AJ Dillon, confirmed still using the R3 stick
I went viral for this response to this video of Green Bay Packers star AJ Dillon having fun with a baseball mascot, and I’m reminded of his days at Lawrence Academy when he was a Bulldozer From Hell at tailback despite being one of the jolliest, most sincere, most jovial high school players I ever covered in my sportswriting career.
That sleigh ride in question came in a 55-30 whipping of Cheshire Academy that wasn’t as close as the score might suggest. AJ ran for 316 yards and five touchdowns in whatever direction he wanted; a decade later, it might be the most dominant rushing performance I’ve ever seen in a high school game in Massachusetts.1
I was in trouble that afternoon. Earlier in the week, I predicted a Cheshire win on account of a P5-caliber wide receiver that I didn’t think the Spartans could cover. Naturally, they erased him well.
The game got out of hand in the fourth. That’s when AJ and a few others came over to me on the sideline and put their arms on my shoulders, ready to give a good-natured ribbing. “How we feeling?” chuckled offensive lineman Eddy Fish, who’d join AJ at Boston College. We all shared some good laughs.
As I walked back to my car following post-game interviews, a fan stopped me in the parking lot. “He’s gotta be the best you’ve ever seen, right?!?” he asked emphatically.
As a journalist, you’re always fighting that urge to react in the moment. Calling everything your new “best [X] ever” gets old quick. So of course, I rattled off to the guy some others I’d seen that hold up — your Jordan Todman’s, your Isaac Johnson’s, your Jonathan Hernandez’s — but told him, yeah, hard not to love the kid, and hard not to say he’s up there with the best of them.
I guess this is the part where I disclose that my day job, Hudl, affords me the ability to go back and watch these old games again on archived film. Some nights I’ll just get totally lost in the sunken place. This is one game I’ll never get enough of on replays.

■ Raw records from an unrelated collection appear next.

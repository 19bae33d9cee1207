//! Formatting utilities for CLI output.

/// Format a size in kilobytes (as reported by the hosting API) for display.
///
/// ```text
/// format_kilobytes(512)       == "512 KB"
/// format_kilobytes(2048)      == "2.0 MB"
/// format_kilobytes(3_145_728) == "3.0 GB"
/// ```
pub fn format_kilobytes(kb: u64) -> String {
    const MB: u64 = 1024;
    const GB: u64 = MB * 1024;

    if kb >= GB {
        format!("{:.1} GB", kb as f64 / GB as f64)
    } else if kb >= MB {
        format!("{:.1} MB", kb as f64 / MB as f64)
    } else {
        format!("{} KB", kb)
    }
}

/// Truncate a string to at most `max_len` characters, ending in `...` when
/// shortened.
pub fn truncate_str(s: &str, max_len: usize) -> String {
    if s.chars().count() <= max_len {
        s.to_string()
    } else if max_len <= 3 {
        ".".repeat(max_len)
    } else {
        let kept: String = s.chars().take(max_len - 3).collect();
        format!("{}...", kept)
    }
}

/// Join a list for a single table cell or line; `-` when empty.
pub fn join_or_dash(items: &[String]) -> String {
    if items.is_empty() {
        "-".to_string()
    } else {
        items.join(", ")
    }
}

/// Join at most `max` items, summarizing the rest as `(+N more)`.
pub fn join_limited(items: &[String], max: usize) -> String {
    if items.len() <= max {
        return join_or_dash(items);
    }
    format!(
        "{} (+{} more)",
        items[..max].join(", "),
        items.len() - max
    )
}

#[cfg(test)]
mod tests {
    use super::*;

    #[test]
    fn test_format_kilobytes() {
        assert_eq!(format_kilobytes(0), "0 KB");
        assert_eq!(format_kilobytes(512), "512 KB");
        assert_eq!(format_kilobytes(1024), "1.0 MB");
        assert_eq!(format_kilobytes(1536), "1.5 MB");
        assert_eq!(format_kilobytes(1_048_576), "1.0 GB");
    }

    #[test]
    fn test_truncate_str() {
        assert_eq!(truncate_str("hello", 10), "hello");
        assert_eq!(truncate_str("hello", 5), "hello");
        assert_eq!(truncate_str("hello world", 8), "hello...");
        assert_eq!(truncate_str("hello", 3), "...");
        assert_eq!(truncate_str("héllo wörld", 8), "héllo...");
    }

    #[test]
    fn test_join_helpers() {
        let items = vec!["React".to_string(), "Vue.js".to_string(), "Svelte".to_string()];
        assert_eq!(join_or_dash(&[]), "-");
        assert_eq!(join_or_dash(&items), "React, Vue.js, Svelte");
        assert_eq!(join_limited(&items, 3), "React, Vue.js, Svelte");
        assert_eq!(join_limited(&items, 1), "React (+2 more)");
    }
}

Time has a funny way of either emboldening your legacy or eroding it, which is to say now what I should’ve said a long time ago: AJ Dillon’s THE best running back I ever saw around these parts.
Some other Stuff You’ll Love
This story about the fake Indian cricket league that swindled Russian bettors out of $4,000 before getting shut down might be my favorite story of 2022 so far.
Sports Illustrated catches up with its greatest features writer ever, Gary Smith, who’s been enjoying retirement by teaching mindfulness to elementary school students in South Carolina. Gary’s one of the reasons I fell in love with sportswriting. He famously only wrote for the magazine four times a year, so when that SI came in the mailbox and you found a Gary byline, it was like Christmas. He’s written some of the most powerful profiles ever of some of the most iconic sports figures of our time, always exploring the soul of his subjects in ways others could never. But I always felt he was at his best when writing about high school athletes. Two recommended reads: “Shadow of a Nation,” about Native American high school hoops wizard Jonathan Takes Enemy; and “Out of the Shadows,” about Amherst’s own Jamila Wideman.
This rendering of Real Madrid’s renovated stadium is nuts. I’m guessing there will be some NFL games there in the future.
Maybe it’s because I’ve got a bit of a woodpecker problem in my backyard right now, but this piece in The Atlantic about how to successfully smash your head against a tree, like those annoying birds, is highly entertaining.
The Boston Globe profiled Molly White, the ex-HubSpot engineer behind what’s fast becoming one of my favorite follows on Twitter, “Web3 is going just great (and is definitely not an enormous grift that’s pouring lighter fluid on our already smoldering planet).”
This deserves some context. I first began covering high school football in Massachusetts as a high school student in 2003. I never got a chance to see Diamond Ferri, Cedric Washington or any of the Campbell or Morris brothers. So if you want to say this was the best performance of the 21st century instead, fine.